‘Sergeant’ (2023) Review: Randeep Hooda In An Abysmal Cop Movie Passed Off As A Psychological Murder Mystery

It gives no one any joy to write about a film that gives the audience nothing in terms of entertainment, engagement, thrills and excitement, happiness, or sadness. No emotion was felt throughout the one-hour, forty-five-minute running time of the movie. Sorry, we were wrong; the only emotion felt was frustration. Directed by Prawaal Rawan, the movie was released on JioCinema on June 30, 2023.

This so-called cop drama takes itself too seriously, and it is all about Sergeant Nikhil Sharma, who is haunted by the memory of the death of his informant under his watch, and he becomes handicapped in his instinct to save the latter. Addicted to alcohol and diagnosed with depression since the big change in his life, the man is reinstated as a cop, only for him to get obsessed over closing the case assigned to him before his injury. What he does not realize is that there has been a change of order in his station, and things will no longer work as he wants. How will his obsession come to an end, or will he finally find a way to channel his highly emotional side?

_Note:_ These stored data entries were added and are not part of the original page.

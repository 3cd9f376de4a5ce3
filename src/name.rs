//! Names and namespaces as defined by [Namespaces in XML 1.1 (Second Edition)][names],
//! and their interning.
//!
//! [names]: https://www.w3.org/TR/xml-names11

use std::borrow::Borrow;
use std::cell::RefCell;
use std::collections::HashSet;
use std::fmt;
use std::hash::{Hash, Hasher};
use std::ops::Deref;
use std::sync::Arc;

/// Namespace bound to the `xml` prefix.
pub const XML_NAMESPACE: &str = "http://www.w3.org/XML/1998/namespace";
/// Namespace of all `xmlns` and `xmlns:*` attributes.
pub const XMLNS_NAMESPACE: &str = "http://www.w3.org/2000/xmlns/";

/// An interned string.
///
/// Two atoms produced by the same [`NameTable`] for equal text share one
/// allocation, so [`Atom::ptr_eq`] answers equality without looking at the
/// characters.
#[derive(Clone)]
pub struct Atom(Arc<str>);

impl Atom {
    /// Returns `true` if both atoms are the same interned instance.
    #[inline]
    pub fn ptr_eq(&self, other: &Atom) -> bool {
        Arc::ptr_eq(&self.0, &other.0)
    }

    /// Returns the text of the atom.
    #[inline]
    pub fn as_str(&self) -> &str {
        &self.0
    }
}

impl Deref for Atom {
    type Target = str;

    #[inline]
    fn deref(&self) -> &str {
        &self.0
    }
}

impl AsRef<str> for Atom {
    #[inline]
    fn as_ref(&self) -> &str {
        &self.0
    }
}

impl Borrow<str> for Atom {
    #[inline]
    fn borrow(&self) -> &str {
        &self.0
    }
}

impl PartialEq for Atom {
    #[inline]
    fn eq(&self, other: &Atom) -> bool {
        self.ptr_eq(other) || self.0 == other.0
    }
}

impl Eq for Atom {}

impl PartialEq<str> for Atom {
    #[inline]
    fn eq(&self, other: &str) -> bool {
        &*self.0 == other
    }
}

impl<'a> PartialEq<&'a str> for Atom {
    #[inline]
    fn eq(&self, other: &&'a str) -> bool {
        &*self.0 == *other
    }
}

impl Hash for Atom {
    #[inline]
    fn hash<H: Hasher>(&self, state: &mut H) {
        // must agree with `str`, otherwise lookups through `Borrow<str>` break
        self.0.hash(state)
    }
}

impl fmt::Debug for Atom {
    fn fmt(&self, f: &mut fmt::Formatter) -> fmt::Result {
        fmt::Debug::fmt(&*self.0, f)
    }
}

impl fmt::Display for Atom {
    fn fmt(&self, f: &mut fmt::Formatter) -> fmt::Result {
        f.write_str(&self.0)
    }
}

/// Table of interned names.
///
/// Readers put every element, attribute and namespace name they report through
/// their table, so a name obtained from [`NameTable::add`] can be compared with
/// the reader's names by identity.
pub struct NameTable {
    atoms: RefCell<HashSet<Atom>>,
    empty: Atom,
}

impl NameTable {
    /// Creates an empty table.
    pub fn new() -> Self {
        Self {
            atoms: RefCell::new(HashSet::new()),
            empty: Atom(Arc::from("")),
        }
    }

    /// Interns `name`, returning the shared atom for it.
    pub fn add(&self, name: &str) -> Atom {
        if name.is_empty() {
            return self.empty.clone();
        }
        if let Some(atom) = self.atoms.borrow().get(name) {
            return atom.clone();
        }
        let atom = Atom(Arc::from(name));
        self.atoms.borrow_mut().insert(atom.clone());
        atom
    }

    /// Returns the atom for `name` if it was interned before.
    pub fn get(&self, name: &str) -> Option<Atom> {
        if name.is_empty() {
            return Some(self.empty.clone());
        }
        self.atoms.borrow().get(name).cloned()
    }

    /// The atom of the empty string.
    #[inline]
    pub fn empty(&self) -> &Atom {
        &self.empty
    }

    /// Number of distinct non-empty names in the table.
    pub fn len(&self) -> usize {
        self.atoms.borrow().len()
    }

    /// Returns `true` if nothing but the empty string was interned.
    pub fn is_empty(&self) -> bool {
        self.atoms.borrow().is_empty()
    }
}

impl Default for NameTable {
    fn default() -> Self {
        Self::new()
    }
}

impl fmt::Debug for NameTable {
    fn fmt(&self, f: &mut fmt::Formatter) -> fmt::Result {
        f.debug_struct("NameTable").field("len", &self.len()).finish()
    }
}

/// Splits a qualified name into `(prefix, local name)`.
///
/// Names without a colon have an empty prefix.
#[inline]
pub fn split_qname(qname: &str) -> (&str, &str) {
    match memchr::memchr(b':', qname.as_bytes()) {
        Some(i) => (&qname[..i], &qname[i + 1..]),
        None => ("", qname),
    }
}

/// A namespace binding introduced by an element.
#[derive(Clone, Debug)]
struct Binding {
    prefix: Atom,
    namespace: Atom,
}

/// Stack of namespace scopes, one per open element.
///
/// The `xml` and `xmlns` prefixes are always bound.
#[derive(Clone, Debug)]
pub struct NamespaceResolver {
    bindings: Vec<Binding>,
    /// Start index in `bindings` for each open scope
    scopes: Vec<usize>,
    xml: Atom,
    xmlns: Atom,
    xml_namespace: Atom,
    xmlns_namespace: Atom,
}

impl NamespaceResolver {
    /// Creates a resolver whose names come from `names`.
    pub fn new(names: &NameTable) -> Self {
        Self {
            bindings: Vec::new(),
            scopes: Vec::new(),
            xml: names.add("xml"),
            xmlns: names.add("xmlns"),
            xml_namespace: names.add(XML_NAMESPACE),
            xmlns_namespace: names.add(XMLNS_NAMESPACE),
        }
    }

    /// Opens a new scope.
    #[inline]
    pub fn push_scope(&mut self) {
        self.scopes.push(self.bindings.len());
    }

    /// Closes the innermost scope, forgetting its bindings.
    pub fn pop_scope(&mut self) {
        if let Some(start) = self.scopes.pop() {
            self.bindings.truncate(start);
        }
    }

    /// Binds `prefix` in the innermost scope. An empty prefix sets the default
    /// namespace; an empty namespace undeclares it.
    pub fn bind(&mut self, prefix: Atom, namespace: Atom) {
        self.bindings.push(Binding { prefix, namespace });
    }

    /// Number of open scopes.
    #[inline]
    pub fn depth(&self) -> usize {
        self.scopes.len()
    }

    /// Looks up the namespace bound to `prefix`.
    ///
    /// Returns `None` for an unbound prefix, including a default namespace
    /// that was never declared.
    pub fn find(&self, prefix: &str) -> Option<&Atom> {
        if prefix == "xml" {
            return Some(&self.xml_namespace);
        }
        if prefix == "xmlns" {
            return Some(&self.xmlns_namespace);
        }
        let found = self
            .bindings
            .iter()
            .rev()
            .find(|b| &*b.prefix == prefix)
            .map(|b| &b.namespace);
        match found {
            // `xmlns:p=""` is not an undeclaration in XML 1.0
            Some(ns) if ns.is_empty() && !prefix.is_empty() => None,
            Some(ns) => Some(ns),
            None => None,
        }
    }

    /// Finds the innermost prefix bound to `namespace`.
    pub fn lookup_prefix(&self, namespace: &str) -> Option<&Atom> {
        if namespace == XML_NAMESPACE {
            return Some(&self.xml);
        }
        if namespace == XMLNS_NAMESPACE {
            return Some(&self.xmlns);
        }
        self.bindings
            .iter()
            .rev()
            .find(|b| &*b.namespace == namespace)
            .map(|b| &b.prefix)
            // the binding must not be shadowed by an inner one
            .filter(|p| self.find(p).map_or(false, |ns| &**ns == namespace))
    }

    /// The atom for [`XMLNS_NAMESPACE`].
    #[inline]
    pub fn xmlns_namespace(&self) -> &Atom {
        &self.xmlns_namespace
    }

    /// The atom for [`XML_NAMESPACE`].
    #[inline]
    pub fn xml_namespace(&self) -> &Atom {
        &self.xml_namespace
    }
}

#[cfg(test)]
mod test {
    use super::*;
    use pretty_assertions::assert_eq;

    #[test]
    fn interning_returns_same_instance() {
        let table = NameTable::new();
        let a = table.add("item");
        let b = table.add(&String::from("item"));
        assert!(a.ptr_eq(&b));
        assert!(table.get("item").unwrap().ptr_eq(&a));
        assert_eq!(table.get("other"), None);
        assert!(table.add("").ptr_eq(table.empty()));
        assert_eq!(table.len(), 1);
    }

    #[test]
    fn atoms_from_different_tables_compare_by_text() {
        let one = NameTable::new().add("x");
        let two = NameTable::new().add("x");
        assert!(!one.ptr_eq(&two));
        assert_eq!(one, two);
    }

    #[test]
    fn split() {
        assert_eq!(split_qname("a:b"), ("a", "b"));
        assert_eq!(split_qname("b"), ("", "b"));
        assert_eq!(split_qname(":b"), ("", "b"));
    }

    #[test]
    fn scopes() {
        let table = NameTable::new();
        let mut resolver = NamespaceResolver::new(&table);
        assert_eq!(resolver.find(""), None);
        assert_eq!(resolver.find("xml").map(|a| a.as_str()), Some(XML_NAMESPACE));

        resolver.push_scope();
        resolver.bind(table.add(""), table.add("urn:default"));
        resolver.bind(table.add("p"), table.add("urn:p"));
        resolver.push_scope();
        resolver.bind(table.add(""), table.add(""));
        assert_eq!(resolver.find("").map(|a| a.as_str()), Some(""));
        assert_eq!(resolver.find("p").map(|a| a.as_str()), Some("urn:p"));
        assert_eq!(resolver.lookup_prefix("urn:default"), None);
        assert_eq!(resolver.lookup_prefix("urn:p").map(|a| a.as_str()), Some("p"));

        resolver.pop_scope();
        assert_eq!(
            resolver.find("").map(|a| a.as_str()),
            Some("urn:default")
        );
        resolver.pop_scope();
        assert_eq!(resolver.find("p"), None);
        assert_eq!(resolver.depth(), 0);
    }
}
use std::path::PathBuf;

use pretty_assertions::assert_eq;
use xml_cursor::reader::ConformanceLevel;
use xml_cursor::{NodeType, ReadState, ReaderSettings, XmlReader};

#[tokio::test]
async fn test_catalog() {
    let mut path = PathBuf::from(env!("CARGO_MANIFEST_DIR"));
    path.push("tests/documents/catalog.xml");
    let file = tokio::fs::File::open(path).await.unwrap();
    let mut r = XmlReader::create_async(file, ReaderSettings::new().ignore_whitespace(true));
    let mut products = Vec::new();
    let mut elements = 0;
    while r.read_async().await.unwrap() {
        if r.node_type() == NodeType::Element {
            elements += 1;
            if r.local_name().as_str() == "product" {
                products.push(r.get_attribute("id").unwrap().to_string());
            }
        }
    }
    assert_eq!(products, ["p-100", "p-200", "p-300"]);
    assert_eq!(elements, 20);
}

#[tokio::test]
async fn same_nodes_as_sync() {
    let xml = "<?xml version='1.0'?><!--c--><r a='1'>t<![CDATA[x]]><e/>\n</r>";

    let mut sync = XmlReader::create_from_str(xml, ReaderSettings::new());
    let mut expected = Vec::new();
    while sync.read().unwrap() {
        expected.push((sync.node_type(), sync.name().to_string(), sync.value().to_string()));
    }

    let mut r = XmlReader::create_async(xml.as_bytes(), ReaderSettings::new());
    let mut nodes = Vec::new();
    while r.read_async().await.unwrap() {
        nodes.push((r.node_type(), r.name().to_string(), r.value().to_string()));
    }
    assert_eq!(nodes, expected);
    assert_eq!(r.read_state(), ReadState::EndOfFile);
}

#[tokio::test]
async fn errors_are_reported() {
    let mut r = XmlReader::create_async(&b"<a><b></a>"[..], ReaderSettings::new());
    assert!(r.read_async().await.unwrap());
    assert!(r.read_async().await.unwrap());
    assert!(r.read_async().await.is_err());
    assert_eq!(r.read_state(), ReadState::Error);
    assert!(!r.read_async().await.unwrap());
}

#[tokio::test]
async fn trailing_whitespace_and_text() {
    let inputs: [(&[u8], ConformanceLevel, &[NodeType]); 4] = [
        (b"<a/>\n", ConformanceLevel::Document, &[NodeType::Element, NodeType::Whitespace]),
        (b"<a/>\r\n", ConformanceLevel::Document, &[NodeType::Element, NodeType::Whitespace]),
        (b"<a/> ", ConformanceLevel::Document, &[NodeType::Element, NodeType::Whitespace]),
        (b"<a/>x", ConformanceLevel::Fragment, &[NodeType::Element, NodeType::Text]),
    ];
    for (xml, level, expected) in inputs.iter() {
        let settings = ReaderSettings::new().conformance_level(*level);
        let mut r = XmlReader::create_async(*xml, settings);
        let mut kinds = Vec::new();
        while r.read_async().await.unwrap() {
            kinds.push(r.node_type());
        }
        assert_eq!(kinds, *expected);
        assert_eq!(r.read_state(), ReadState::EndOfFile);
    }
}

As good as the plot sounds, and with the addition of depression and an emotionally charged protagonist, the actual movie turns out to be a slugfest. Nikhil is in mania over wanting answers about the case that collapsed right in front of his eyes, leading to two unwanted deaths, for which he takes the blame. The movie takes a great deal of time to get to this point and the aimless screenplay heads in a random direction with no clue how it will end. There are subplots about his mother supposedly being abused, a millionaire who is running a child prostitution racket, and Nikhil going through insecurities. The running time was still not enough to bring together these storylines and make this film a concrete product, because none of them were developed in the right way.

It does not have a definite beginning or ending for the viewers to understand the entire stretch of the film. A 104-minute film is still short, and they managed to make the movie move at a snail’s pace because the screenplay had plenty of unnecessary scenes that could have been left behind on the editing table. We are not sure if that would have helped the movie sustain itself till the end. The story had the potential to produce an interesting psychological cop drama, but it was the screenplay that ruined the film for good. The placement of the scenes and the pacing of the plot, coupled with an erratic direction, wrecked the movie.

There is a character that is introduced out of nowhere in the protagonist’s life without any explanation as to how they know each other or why they are conversing. Halfway through the film, Nikhil and his colleagues forget about the case, as suddenly, the focus is on the relationship Nikhil was building with someone. This shows the makers did not pay any attention to making the screenplay better at some point because a little bit of refurbishing could have made this an engaging watch.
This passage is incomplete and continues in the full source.